フリーランスの国民年金:免除・猶予制度と老後の備えをどう考えるか

フリーランスが会社員を辞めると、厚生年金から国民年金に切り替わります。保険料が全額自己負担になるため、毎月の負担感が増しますが、適切な制度を活用すれば節約と老後の備えを両立できます。この記事では、フリーランスが知っておくべき国民年金の基礎知識を解説します。

国民年金の基本

20〜60歳の日本在住者は国民年金への加入が義務です。フリーランス・個人事業主は「第1号被保険者」として、毎月保険料を自分で支払う必要があります。

  • 保険料:月額16,980円(2024年度)
  • 支払方法:口座振替・クレジットカード・コンビニ払いなど
  • 前納割引:2年前納で約16,000円の割引(クレジットカード払いでポイントも貯まる)

保険料の免除・猶予制度

収入が少ない時期は、保険料の免除・猶予制度を利用できます。未払いのまま放置するより、免除申請をした方が将来の年金額への影響が少なくなります。

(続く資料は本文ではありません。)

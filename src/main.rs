mod args;
mod config;
mod reader;
mod writer;

use ppd::{input::InputRecord, Dispatcher, PaymentReport, Result};

use std::path::PathBuf;

struct Outcome {
    report: PaymentReport,
    receipt: Option<String>,
}

fn main() -> Result {
    config::configure_app()?;

    log::debug!("Application configured. Beginning process...");

    let (input_path, output_mode) = args::parse_args()?;

    let outcomes = process_payments(input_path)?;

    log::debug!("Process complete. Beginning report...");

    match output_mode {
        args::OutputMode::Summary => report_to_std_out(&outcomes)?,
        args::OutputMode::Receipts => print_receipts(&outcomes),
    }

    log::debug!("Application finished successfully!");

    Ok(())
}

/// Read the input file and run each record through dispatch, validation, and
/// simulated execution
fn process_payments(input_path: PathBuf) -> Result<Vec<Outcome>> {
    let mut rdr = reader::build_csv_reader(input_path)?;

    let mut outcomes = vec![];

    log::debug!("Deserializing reader...");
    for record in rdr.deserialize::<InputRecord>() {
        log::debug!("Parsing record into InputRecord: {record:?}");
        let record = match record {
            Ok(record) => record,
            Err(e) => {
                log::warn!("{e}");
                continue;
            }
        };

        let (method, input) = match record.parse_payment() {
            Ok(parsed) => parsed,
            Err(e) => {
                log::warn!("{e}");
                continue;
            }
        };

        let processor = Dispatcher::create_payment_method(method)?;

        if !processor.validate_data(&input) {
            log::warn!("Rejected {method} payment: validation failed");
            outcomes.push(Outcome {
                report: PaymentReport {
                    method,
                    accepted: false,
                    transaction_id: None,
                    amount: input.amount(),
                    commission: 0.0,
                },
                receipt: None,
            });
            continue;
        }

        let result = processor.process_payment(&input);
        let commission = processor.calculate_commission(result.amount);

        log::debug!("Processed {method} payment: {result:?}");

        let receipt_input = input.with_text("transaction_id", result.transaction_id.as_str());
        let receipt = processor.generate_receipt(&receipt_input);

        outcomes.push(Outcome {
            report: PaymentReport {
                method,
                accepted: result.success,
                transaction_id: Some(result.transaction_id.to_string()),
                amount: result.amount,
                commission,
            },
            receipt: Some(receipt),
        });
    }

    return Ok(outcomes);
}

/// Serialize the summary rows and write the report to stdout
fn report_to_std_out(outcomes: &[Outcome]) -> Result {
    let mut wtr = writer::build_csv_writer();

    log::debug!("Serializing {} report rows...", outcomes.len());
    for outcome in outcomes {
        wtr.serialize(&outcome.report)?;
    }

    let output = writer::write_to_string(wtr)?;

    println!("{}", output);

    Ok(())
}

/// Print the receipt of every accepted payment, separated by blank lines
fn print_receipts(outcomes: &[Outcome]) {
    for outcome in outcomes {
        if let Some(receipt) = &outcome.receipt {
            println!("{receipt}\n");
        }
    }
}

  • 全額免除:所得が一定以下の場合、全額免除される。将来の年金額は半額分として算入される
  • 半額免除・4分の3免除・4分の1免除:所得に応じた段階的な免除
  • 納付猶予(若年者猶予):50歳未満が対象。将来の年金額への算入はゼロだが、受給資格期間には算入される
  • 追納制度:免除・猶予を受けた期間の保険料は10年以内に追納できる

国民年金基金で老後の年金を増やす

国民年金だけでは老後の受給額が少ないため(満額でも月約6.8万円)、上乗せの仕組みを活用することが重要です。

  • 国民年金基金:月額最大68,000円まで掛金を拠出できる。掛金は全額所得控除になる
  • iDeCo:国民年金基金と合わせて月額68,000円が上限。運用商品を自分で選べる
  • 付加年金:月額400円の追加保険料を払うと、将来の年金額が月200円×納付月数増加する

Upworkフリーランサーが知っておくべきこと

海外在住・海外移住を考えている場合、国民年金の扱いが変わります。

  • 日本国籍を持ち海外に移住した場合、国民年金への任意加入が可能(老後に日本帰国を予定している場合は加入しておく方が有利)
  • 海外在住でも住民票を残している場合は引き続き国民年金の支払い義務あり
  • 将来の受給資格には最低10年の加入が必要(短期間しか払わないと受給できない)

まとめ

国民年金はフリーランスにとって避けられない固定費ですが、免除制度・猶予制度を適切に使いながら、国民年金基金やiDeCoで老後資金を積み上げることが重要です。特に収入が安定してきたフリーランサーは、iDeCoで節税しながら老後の備えをするのが効率的です。

この記事は、Upworkなど海外フリーランス収入に関する一般的な税務情報をまとめたものです。税務上の判断は、居住地、所得区分、事業規模、取引内容、利用している決済サービス、過去の申告状況によって異なります。最終的な判断は、国税庁・自治体・税務署・税理士などの専門家に確認してください。